───── DATASET ENTRIES ─────

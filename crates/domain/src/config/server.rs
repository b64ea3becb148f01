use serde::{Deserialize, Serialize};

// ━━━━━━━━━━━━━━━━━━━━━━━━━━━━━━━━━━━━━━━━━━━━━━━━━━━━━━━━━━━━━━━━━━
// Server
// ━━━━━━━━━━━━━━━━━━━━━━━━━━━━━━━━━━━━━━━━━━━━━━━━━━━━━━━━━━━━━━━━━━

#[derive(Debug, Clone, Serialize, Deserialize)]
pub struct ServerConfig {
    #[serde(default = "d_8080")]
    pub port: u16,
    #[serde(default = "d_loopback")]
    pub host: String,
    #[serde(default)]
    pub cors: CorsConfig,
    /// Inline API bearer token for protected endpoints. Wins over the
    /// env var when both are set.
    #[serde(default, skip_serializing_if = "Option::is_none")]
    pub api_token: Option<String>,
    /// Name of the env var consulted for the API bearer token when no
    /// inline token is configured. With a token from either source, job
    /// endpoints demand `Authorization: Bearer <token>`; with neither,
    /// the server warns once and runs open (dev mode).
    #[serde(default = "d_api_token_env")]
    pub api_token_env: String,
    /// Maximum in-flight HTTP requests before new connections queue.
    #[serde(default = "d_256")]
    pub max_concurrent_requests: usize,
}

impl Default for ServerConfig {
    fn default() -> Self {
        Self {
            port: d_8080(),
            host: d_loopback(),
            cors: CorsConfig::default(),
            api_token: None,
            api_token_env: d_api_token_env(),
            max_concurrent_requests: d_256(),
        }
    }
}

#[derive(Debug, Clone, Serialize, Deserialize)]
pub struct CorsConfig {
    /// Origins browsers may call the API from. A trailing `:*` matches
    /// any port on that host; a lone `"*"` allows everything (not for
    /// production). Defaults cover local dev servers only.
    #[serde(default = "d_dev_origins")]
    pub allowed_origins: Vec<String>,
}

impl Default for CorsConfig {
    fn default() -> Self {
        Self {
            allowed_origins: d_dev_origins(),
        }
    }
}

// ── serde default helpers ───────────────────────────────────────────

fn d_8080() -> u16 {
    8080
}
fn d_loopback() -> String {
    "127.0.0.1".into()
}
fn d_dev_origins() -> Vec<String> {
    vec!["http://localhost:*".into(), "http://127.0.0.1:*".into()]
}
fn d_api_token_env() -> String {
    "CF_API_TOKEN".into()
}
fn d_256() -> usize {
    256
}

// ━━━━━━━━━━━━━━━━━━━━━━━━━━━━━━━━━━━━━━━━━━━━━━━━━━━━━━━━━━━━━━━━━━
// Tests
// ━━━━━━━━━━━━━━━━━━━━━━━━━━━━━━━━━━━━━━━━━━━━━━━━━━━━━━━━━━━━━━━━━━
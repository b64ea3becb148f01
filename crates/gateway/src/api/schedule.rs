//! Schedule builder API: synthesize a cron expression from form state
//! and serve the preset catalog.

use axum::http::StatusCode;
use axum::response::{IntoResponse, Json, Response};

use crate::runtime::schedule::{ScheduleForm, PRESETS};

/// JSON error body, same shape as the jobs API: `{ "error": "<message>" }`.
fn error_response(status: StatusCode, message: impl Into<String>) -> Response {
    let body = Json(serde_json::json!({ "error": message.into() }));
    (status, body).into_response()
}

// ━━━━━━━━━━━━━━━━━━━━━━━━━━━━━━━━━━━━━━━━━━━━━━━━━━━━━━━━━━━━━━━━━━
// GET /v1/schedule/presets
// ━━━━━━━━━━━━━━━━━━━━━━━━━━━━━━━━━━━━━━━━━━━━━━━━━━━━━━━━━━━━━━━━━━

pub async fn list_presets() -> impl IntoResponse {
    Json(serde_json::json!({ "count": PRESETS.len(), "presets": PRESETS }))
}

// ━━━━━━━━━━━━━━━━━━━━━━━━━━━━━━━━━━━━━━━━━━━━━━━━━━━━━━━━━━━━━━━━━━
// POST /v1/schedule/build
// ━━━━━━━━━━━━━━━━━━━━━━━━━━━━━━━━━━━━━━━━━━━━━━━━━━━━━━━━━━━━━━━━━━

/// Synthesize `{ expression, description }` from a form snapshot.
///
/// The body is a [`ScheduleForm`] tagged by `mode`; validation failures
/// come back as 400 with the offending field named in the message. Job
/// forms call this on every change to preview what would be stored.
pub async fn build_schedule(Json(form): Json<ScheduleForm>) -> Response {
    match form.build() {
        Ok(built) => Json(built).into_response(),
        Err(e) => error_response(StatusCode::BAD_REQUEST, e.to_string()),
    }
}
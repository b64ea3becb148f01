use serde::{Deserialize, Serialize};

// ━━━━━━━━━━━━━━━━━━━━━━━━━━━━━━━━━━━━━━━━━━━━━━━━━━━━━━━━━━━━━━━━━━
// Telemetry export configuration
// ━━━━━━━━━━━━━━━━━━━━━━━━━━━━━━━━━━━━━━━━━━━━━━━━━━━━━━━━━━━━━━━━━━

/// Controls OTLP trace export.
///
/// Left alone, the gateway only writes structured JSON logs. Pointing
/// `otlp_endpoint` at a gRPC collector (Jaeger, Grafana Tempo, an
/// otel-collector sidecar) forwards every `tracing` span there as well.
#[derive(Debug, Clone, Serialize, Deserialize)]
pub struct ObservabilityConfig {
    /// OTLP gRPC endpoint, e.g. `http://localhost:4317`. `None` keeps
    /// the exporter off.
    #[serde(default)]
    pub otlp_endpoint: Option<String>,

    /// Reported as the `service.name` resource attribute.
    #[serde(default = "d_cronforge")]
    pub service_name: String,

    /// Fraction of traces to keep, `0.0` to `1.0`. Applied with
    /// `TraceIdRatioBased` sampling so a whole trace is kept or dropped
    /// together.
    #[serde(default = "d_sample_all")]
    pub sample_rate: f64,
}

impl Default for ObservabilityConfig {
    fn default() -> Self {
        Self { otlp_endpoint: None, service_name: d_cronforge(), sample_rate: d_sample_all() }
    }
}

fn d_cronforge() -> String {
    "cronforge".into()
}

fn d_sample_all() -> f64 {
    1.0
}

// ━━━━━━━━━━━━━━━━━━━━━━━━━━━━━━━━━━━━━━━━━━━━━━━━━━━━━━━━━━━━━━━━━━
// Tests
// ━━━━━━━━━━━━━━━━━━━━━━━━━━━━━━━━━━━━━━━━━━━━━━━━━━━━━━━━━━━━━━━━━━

─────
───── DATASET ENTRIES ─────

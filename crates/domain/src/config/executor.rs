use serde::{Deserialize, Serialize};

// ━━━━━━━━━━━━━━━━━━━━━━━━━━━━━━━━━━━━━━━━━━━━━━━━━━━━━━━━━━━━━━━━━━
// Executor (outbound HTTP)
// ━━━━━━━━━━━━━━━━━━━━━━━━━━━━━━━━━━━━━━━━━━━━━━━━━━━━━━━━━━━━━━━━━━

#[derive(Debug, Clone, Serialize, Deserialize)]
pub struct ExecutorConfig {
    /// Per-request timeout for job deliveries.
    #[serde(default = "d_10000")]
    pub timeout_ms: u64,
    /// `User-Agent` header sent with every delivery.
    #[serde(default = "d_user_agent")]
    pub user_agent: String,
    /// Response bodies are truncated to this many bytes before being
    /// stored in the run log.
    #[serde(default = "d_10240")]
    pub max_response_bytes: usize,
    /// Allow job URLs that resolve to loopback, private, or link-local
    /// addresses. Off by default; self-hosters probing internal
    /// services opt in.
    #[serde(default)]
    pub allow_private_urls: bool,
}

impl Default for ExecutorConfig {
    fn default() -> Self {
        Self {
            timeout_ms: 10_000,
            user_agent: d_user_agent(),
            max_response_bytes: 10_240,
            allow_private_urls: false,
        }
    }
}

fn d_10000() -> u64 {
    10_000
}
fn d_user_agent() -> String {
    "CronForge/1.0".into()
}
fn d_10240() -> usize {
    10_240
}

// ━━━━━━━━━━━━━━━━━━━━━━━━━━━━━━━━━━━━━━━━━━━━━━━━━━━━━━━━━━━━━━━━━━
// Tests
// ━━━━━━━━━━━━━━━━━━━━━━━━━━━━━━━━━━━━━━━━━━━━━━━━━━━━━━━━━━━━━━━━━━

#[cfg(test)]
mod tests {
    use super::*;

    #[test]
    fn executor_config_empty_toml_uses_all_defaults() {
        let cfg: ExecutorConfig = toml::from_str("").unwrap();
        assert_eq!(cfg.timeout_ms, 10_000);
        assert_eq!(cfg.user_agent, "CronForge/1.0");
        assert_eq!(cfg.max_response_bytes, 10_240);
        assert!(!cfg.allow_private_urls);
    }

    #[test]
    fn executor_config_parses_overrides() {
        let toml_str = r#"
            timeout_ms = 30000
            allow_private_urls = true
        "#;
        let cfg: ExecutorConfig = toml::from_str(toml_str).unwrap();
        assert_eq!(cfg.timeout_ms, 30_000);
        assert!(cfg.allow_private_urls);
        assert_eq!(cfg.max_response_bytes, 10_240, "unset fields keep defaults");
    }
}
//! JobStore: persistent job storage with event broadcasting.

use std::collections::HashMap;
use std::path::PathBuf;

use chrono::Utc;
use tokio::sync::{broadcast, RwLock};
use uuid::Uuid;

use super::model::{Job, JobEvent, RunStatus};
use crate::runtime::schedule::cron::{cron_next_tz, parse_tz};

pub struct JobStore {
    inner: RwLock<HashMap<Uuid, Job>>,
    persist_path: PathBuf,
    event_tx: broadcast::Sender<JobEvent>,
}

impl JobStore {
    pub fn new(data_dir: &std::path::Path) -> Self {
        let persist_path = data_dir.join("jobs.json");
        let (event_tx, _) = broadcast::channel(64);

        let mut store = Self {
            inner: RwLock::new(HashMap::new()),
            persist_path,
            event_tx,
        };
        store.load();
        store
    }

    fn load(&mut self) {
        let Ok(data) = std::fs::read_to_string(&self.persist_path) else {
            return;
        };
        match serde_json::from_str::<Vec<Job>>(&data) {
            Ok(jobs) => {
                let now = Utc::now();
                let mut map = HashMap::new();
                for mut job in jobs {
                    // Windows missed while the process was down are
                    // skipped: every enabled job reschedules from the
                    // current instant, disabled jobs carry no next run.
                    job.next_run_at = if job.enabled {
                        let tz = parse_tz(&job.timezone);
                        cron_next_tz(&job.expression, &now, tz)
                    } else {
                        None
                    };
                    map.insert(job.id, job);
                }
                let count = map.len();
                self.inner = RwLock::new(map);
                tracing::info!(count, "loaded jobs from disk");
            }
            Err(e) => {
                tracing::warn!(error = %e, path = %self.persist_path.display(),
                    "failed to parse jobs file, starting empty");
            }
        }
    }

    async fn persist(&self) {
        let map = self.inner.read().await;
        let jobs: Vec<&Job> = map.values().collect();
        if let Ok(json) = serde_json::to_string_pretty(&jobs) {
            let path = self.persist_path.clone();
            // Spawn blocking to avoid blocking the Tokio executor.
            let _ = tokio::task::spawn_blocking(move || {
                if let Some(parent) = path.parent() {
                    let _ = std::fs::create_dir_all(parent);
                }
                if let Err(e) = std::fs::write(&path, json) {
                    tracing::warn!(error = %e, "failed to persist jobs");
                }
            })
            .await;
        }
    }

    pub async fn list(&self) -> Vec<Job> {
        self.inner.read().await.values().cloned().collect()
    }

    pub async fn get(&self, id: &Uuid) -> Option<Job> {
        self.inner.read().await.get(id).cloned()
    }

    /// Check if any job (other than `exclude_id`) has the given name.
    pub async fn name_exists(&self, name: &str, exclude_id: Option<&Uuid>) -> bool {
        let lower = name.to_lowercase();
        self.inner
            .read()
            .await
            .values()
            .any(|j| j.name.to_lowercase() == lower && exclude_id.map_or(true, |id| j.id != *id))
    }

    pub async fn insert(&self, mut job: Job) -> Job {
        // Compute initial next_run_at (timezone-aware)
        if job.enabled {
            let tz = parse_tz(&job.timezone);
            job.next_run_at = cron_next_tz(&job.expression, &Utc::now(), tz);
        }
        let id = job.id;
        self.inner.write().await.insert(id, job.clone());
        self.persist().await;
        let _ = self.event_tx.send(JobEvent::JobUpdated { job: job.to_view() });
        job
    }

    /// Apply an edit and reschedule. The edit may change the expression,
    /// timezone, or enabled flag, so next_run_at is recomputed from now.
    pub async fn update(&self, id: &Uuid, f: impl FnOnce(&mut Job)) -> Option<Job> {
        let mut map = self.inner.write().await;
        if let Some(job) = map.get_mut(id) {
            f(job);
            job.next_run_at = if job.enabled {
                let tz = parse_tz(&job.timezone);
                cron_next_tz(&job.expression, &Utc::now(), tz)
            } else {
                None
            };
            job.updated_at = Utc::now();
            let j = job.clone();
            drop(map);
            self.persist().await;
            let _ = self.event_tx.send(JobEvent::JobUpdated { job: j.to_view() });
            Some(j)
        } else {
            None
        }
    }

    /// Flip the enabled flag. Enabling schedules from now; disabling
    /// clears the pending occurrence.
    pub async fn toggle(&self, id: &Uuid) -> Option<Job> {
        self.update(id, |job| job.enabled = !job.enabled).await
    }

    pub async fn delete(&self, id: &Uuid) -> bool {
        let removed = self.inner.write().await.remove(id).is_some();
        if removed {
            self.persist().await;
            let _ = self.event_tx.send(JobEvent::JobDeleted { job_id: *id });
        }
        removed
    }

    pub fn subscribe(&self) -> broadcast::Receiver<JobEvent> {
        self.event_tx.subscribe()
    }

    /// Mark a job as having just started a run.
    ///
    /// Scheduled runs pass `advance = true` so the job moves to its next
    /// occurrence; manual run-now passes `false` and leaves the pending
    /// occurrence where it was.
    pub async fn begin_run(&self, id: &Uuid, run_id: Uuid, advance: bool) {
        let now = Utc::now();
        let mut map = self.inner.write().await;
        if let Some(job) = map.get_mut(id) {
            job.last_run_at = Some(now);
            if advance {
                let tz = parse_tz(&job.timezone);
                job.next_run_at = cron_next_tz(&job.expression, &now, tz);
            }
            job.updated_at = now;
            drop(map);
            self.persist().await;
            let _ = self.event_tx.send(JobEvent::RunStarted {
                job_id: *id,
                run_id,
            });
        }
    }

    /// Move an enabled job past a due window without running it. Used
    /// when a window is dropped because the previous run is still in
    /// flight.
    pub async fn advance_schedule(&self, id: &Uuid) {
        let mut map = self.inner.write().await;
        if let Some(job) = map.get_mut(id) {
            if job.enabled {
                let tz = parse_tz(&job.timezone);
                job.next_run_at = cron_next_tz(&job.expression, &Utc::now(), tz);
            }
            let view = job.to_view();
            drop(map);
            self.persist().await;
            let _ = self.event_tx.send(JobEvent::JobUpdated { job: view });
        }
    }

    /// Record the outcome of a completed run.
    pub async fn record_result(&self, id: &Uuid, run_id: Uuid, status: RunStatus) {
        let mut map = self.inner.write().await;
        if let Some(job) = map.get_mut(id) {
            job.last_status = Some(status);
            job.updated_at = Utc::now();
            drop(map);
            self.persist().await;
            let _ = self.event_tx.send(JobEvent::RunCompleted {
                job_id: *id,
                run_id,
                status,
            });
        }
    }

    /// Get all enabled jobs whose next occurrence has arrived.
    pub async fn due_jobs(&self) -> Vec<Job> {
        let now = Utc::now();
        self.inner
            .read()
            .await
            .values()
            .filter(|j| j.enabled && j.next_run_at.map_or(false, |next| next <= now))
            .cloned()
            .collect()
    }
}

─────
───── DATASET ENTRIES ─────

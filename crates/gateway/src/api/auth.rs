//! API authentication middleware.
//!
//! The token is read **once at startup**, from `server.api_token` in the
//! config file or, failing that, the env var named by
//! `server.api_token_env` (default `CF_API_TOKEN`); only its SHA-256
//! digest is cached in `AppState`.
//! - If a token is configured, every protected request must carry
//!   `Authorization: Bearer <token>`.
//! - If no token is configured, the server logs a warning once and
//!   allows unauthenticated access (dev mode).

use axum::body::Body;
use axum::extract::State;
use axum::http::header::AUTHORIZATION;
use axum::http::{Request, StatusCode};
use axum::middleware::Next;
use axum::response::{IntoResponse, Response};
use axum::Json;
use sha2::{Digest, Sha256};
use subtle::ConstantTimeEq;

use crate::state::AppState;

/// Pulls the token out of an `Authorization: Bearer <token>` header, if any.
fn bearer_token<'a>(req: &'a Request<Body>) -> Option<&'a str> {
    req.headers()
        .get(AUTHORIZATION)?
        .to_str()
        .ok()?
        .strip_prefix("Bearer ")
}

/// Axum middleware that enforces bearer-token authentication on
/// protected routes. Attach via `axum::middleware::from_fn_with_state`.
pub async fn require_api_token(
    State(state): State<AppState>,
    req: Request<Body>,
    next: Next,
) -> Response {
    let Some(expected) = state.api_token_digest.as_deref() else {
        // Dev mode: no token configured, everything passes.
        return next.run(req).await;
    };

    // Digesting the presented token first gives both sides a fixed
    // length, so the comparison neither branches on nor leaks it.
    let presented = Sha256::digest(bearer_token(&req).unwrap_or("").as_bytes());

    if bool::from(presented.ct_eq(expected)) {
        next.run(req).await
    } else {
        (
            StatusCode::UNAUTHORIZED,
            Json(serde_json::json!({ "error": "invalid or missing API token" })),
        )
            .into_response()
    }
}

─────

## ASSIGNED TASK
What lines in the entries above include the string "pending"? Return each one.

## ANSWER TO THE EXERCISE
    /// clears the pending occurrence.
    /// occurrence; manual run-now passes `false` and leaves the pending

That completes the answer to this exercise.